use crate::timer::{
    error::TimerError,
    tracker::{TimerId, TrackerCommands},
};

/// Invoked synchronously from within `tick` each time the timer completes a
/// span. The [`TrackerCommands`] sink lets the callback stage timer
/// additions/removals without touching the live collection mid-iteration.
pub type CompletionCallback = Box<dyn FnMut(&Timer, &mut TrackerCommands)>;

#[derive(Clone, Copy, Debug, PartialEq, Eq)]
pub enum TimerState {
    NotStarted,
    Running,
    Paused,
    Completed,
}

/// A countdown/countup tick primitive.
///
/// Progress direction is fixed at construction from the sign of
/// `target - initial`. Repeating timers wrap `current` by the full span on
/// completion so overshoot is carried over exactly; non-repeating timers clamp
/// to `target` and enter the terminal `Completed` state.
pub struct Timer {
    initial: f32,
    target: f32,
    repeating: bool,
    current: f32,
    state: TimerState,
    decrement: bool,
    pub(crate) id: Option<TimerId>,
    pub(crate) tracked: bool,
    on_complete: Option<CompletionCallback>,
}

impl Timer {
    fn new(
        initial: f32,
        target: f32,
        repeating: bool,
        on_complete: CompletionCallback,
    ) -> Result<Self, TimerError> {
        if !initial.is_finite() || !target.is_finite() {
            return Err(TimerError::InvalidBound { initial, target });
        }
        if initial == target {
            return Err(TimerError::EmptySpan { value: initial });
        }

        Ok(Self {
            initial,
            target,
            repeating,
            current: initial,
            state: TimerState::NotStarted,
            decrement: initial > target,
            id: None,
            tracked: false,
            on_complete: Some(on_complete),
        })
    }

    pub fn create_countup(
        on_complete: CompletionCallback,
        target: f32,
        repeating: bool,
    ) -> Result<Self, TimerError> {
        Self::new(0.0, target, repeating, on_complete)
    }

    pub fn create_countup_from(
        on_complete: CompletionCallback,
        initial: f32,
        target: f32,
        repeating: bool,
    ) -> Result<Self, TimerError> {
        Self::new(initial, target, repeating, on_complete)
    }

    pub fn create_countdown(
        on_complete: CompletionCallback,
        initial: f32,
        repeating: bool,
    ) -> Result<Self, TimerError> {
        Self::new(initial, 0.0, repeating, on_complete)
    }

    pub fn create_countdown_from(
        on_complete: CompletionCallback,
        initial: f32,
        target: f32,
        repeating: bool,
    ) -> Result<Self, TimerError> {
        Self::new(initial, target, repeating, on_complete)
    }

    /// Tracker-assigned identity, present once the timer has been registered.
    pub fn id(&self) -> Option<TimerId> {
        self.id
    }

    pub fn current(&self) -> f32 {
        self.current
    }

    pub fn state(&self) -> TimerState {
        self.state
    }

    pub fn initial(&self) -> f32 {
        self.initial
    }

    pub fn target(&self) -> f32 {
        self.target
    }

    pub fn is_repeating(&self) -> bool {
        self.repeating
    }

    /// Resets `current` to `initial` and begins running.
    pub fn start(&mut self) -> Result<(), TimerError> {
        if !self.repeating && self.state == TimerState::Completed {
            return Err(TimerError::Finished {
                operation: "started",
            });
        }
        self.state = TimerState::Running;
        self.current = self.initial;
        Ok(())
    }

    pub fn pause(&mut self) -> Result<(), TimerError> {
        if self.state != TimerState::Running && self.state != TimerState::Paused {
            return Err(TimerError::NotRunning { state: self.state });
        }
        self.state = TimerState::Paused;
        Ok(())
    }

    /// Resets the timer back to the `NotStarted` state at `initial`.
    pub fn stop(&mut self) -> Result<(), TimerError> {
        if !self.repeating && self.state == TimerState::Completed {
            return Err(TimerError::Finished {
                operation: "stopped",
            });
        }
        self.state = TimerState::NotStarted;
        self.current = self.initial;
        Ok(())
    }

    fn target_reached(&self) -> bool {
        // Equals case is separated since it will be encountered more often
        self.current == self.target
            || (!self.decrement && self.current > self.target)
            || (self.decrement && self.current < self.target)
    }

    pub(crate) fn tick(&mut self, dt: f32, commands: &mut TrackerCommands) {
        if self.state != TimerState::Running {
            return;
        }

        self.current = if self.decrement {
            self.current - dt
        } else {
            self.current + dt
        };

        if self.repeating {
            // A dt spanning multiple periods fires once per period, with the
            // excess carried into the next iteration
            while self.target_reached() {
                self.current -= self.target - self.initial;
                self.fire(commands);
            }
        } else if self.target_reached() {
            self.current = self.target;
            self.state = TimerState::Completed;
            self.fire(commands);
        }
    }

    fn fire(&mut self, commands: &mut TrackerCommands) {
        if let Some(mut callback) = self.on_complete.take() {
            callback(self, commands);
            self.on_complete = Some(callback);
        }
    }
}

impl std::fmt::Debug for Timer {
    fn fmt(&self, f: &mut std::fmt::Formatter<'_>) -> std::fmt::Result {
        f.debug_struct("Timer")
            .field("initial", &self.initial)
            .field("target", &self.target)
            .field("repeating", &self.repeating)
            .field("current", &self.current)
            .field("state", &self.state)
            .field("id", &self.id)
            .finish()
    }
}
//! Startup orchestration.
//!
//! # Responsibilities
//! - Validate configuration
//! - Build the HTTP server (header set, router)
//! - Bind the listener and serve until shutdown

use thiserror::Error;
use tokio::net::TcpListener;
use tokio::sync::broadcast;

use crate::config::{validate_config, AppConfig, ConfigError};
use crate::http::HttpServer;
use crate::lifecycle::{signals, Shutdown};

#[derive(Debug, Error)]
pub enum StartupError {
    #[error(transparent)]
    Config(#[from] ConfigError),

    #[error("Failed to bind {address}: {source}")]
    Bind {
        address: String,
        source: std::io::Error,
    },

    #[error("Server error: {0}")]
    Serve(#[from] std::io::Error),
}

/// Validate `config`, bind, and serve until a termination signal.
pub async fn start(config: AppConfig) -> Result<(), StartupError> {
    validate_config(&config).map_err(ConfigError::Validation)?;

    let shutdown = Shutdown::new();
    let shutdown_rx = shutdown.subscribe();
    signals::spawn_signal_handler(shutdown);

    serve(config, shutdown_rx).await
}

/// Bind and serve until `shutdown` receives.
///
/// A signal sent before the listener is bound stays buffered in the
/// receiver, so the server stops right after starting.
pub async fn serve(
    config: AppConfig,
    shutdown: broadcast::Receiver<()>,
) -> Result<(), StartupError> {
    let server = HttpServer::new(config)?;

    let address = server.config().server.bind_address.clone();
    let listener = TcpListener::bind(&address)
        .await
        .map_err(|source| StartupError::Bind { address, source })?;

    tracing::info!(
        address = %listener.local_addr()?,
        "Listening for connections"
    );

    server.run(listener, shutdown).await?;
    Ok(())
}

[WORK REQUEST] Find the word "until" in the entries, and copy every line it shows up in.

[RESPONSE TO THE EXERCISE]
//! - Bind the listener and serve until shutdown
/// Validate `config`, bind, and serve until a termination signal.
/// Bind and serve until `shutdown` receives.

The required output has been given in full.